◆ Work order ◆
Counting only the lines below that contain the word "ConfigIssueCode", what is the total? Give it with no other words.

◆ Records drawn from a dataset ◆
>>>>>
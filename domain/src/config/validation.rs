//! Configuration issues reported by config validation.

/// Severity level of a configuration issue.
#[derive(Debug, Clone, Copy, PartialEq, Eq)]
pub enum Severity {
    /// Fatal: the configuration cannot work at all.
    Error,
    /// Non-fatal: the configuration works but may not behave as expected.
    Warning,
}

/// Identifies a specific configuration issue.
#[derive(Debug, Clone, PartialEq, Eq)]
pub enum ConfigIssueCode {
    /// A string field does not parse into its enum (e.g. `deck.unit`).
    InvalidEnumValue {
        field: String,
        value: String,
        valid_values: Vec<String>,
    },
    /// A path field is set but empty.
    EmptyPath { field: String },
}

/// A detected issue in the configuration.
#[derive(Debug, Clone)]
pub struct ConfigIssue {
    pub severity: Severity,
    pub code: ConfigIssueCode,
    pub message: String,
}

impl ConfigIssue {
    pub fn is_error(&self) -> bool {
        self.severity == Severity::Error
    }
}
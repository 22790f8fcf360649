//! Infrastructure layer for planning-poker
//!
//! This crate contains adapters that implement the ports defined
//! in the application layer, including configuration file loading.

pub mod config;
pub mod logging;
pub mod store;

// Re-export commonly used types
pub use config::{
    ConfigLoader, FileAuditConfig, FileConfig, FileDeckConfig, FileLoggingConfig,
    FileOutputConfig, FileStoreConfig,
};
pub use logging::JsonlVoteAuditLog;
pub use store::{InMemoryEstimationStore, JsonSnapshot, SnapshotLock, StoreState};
<<<<<
◆ Answer to this problem ◆
2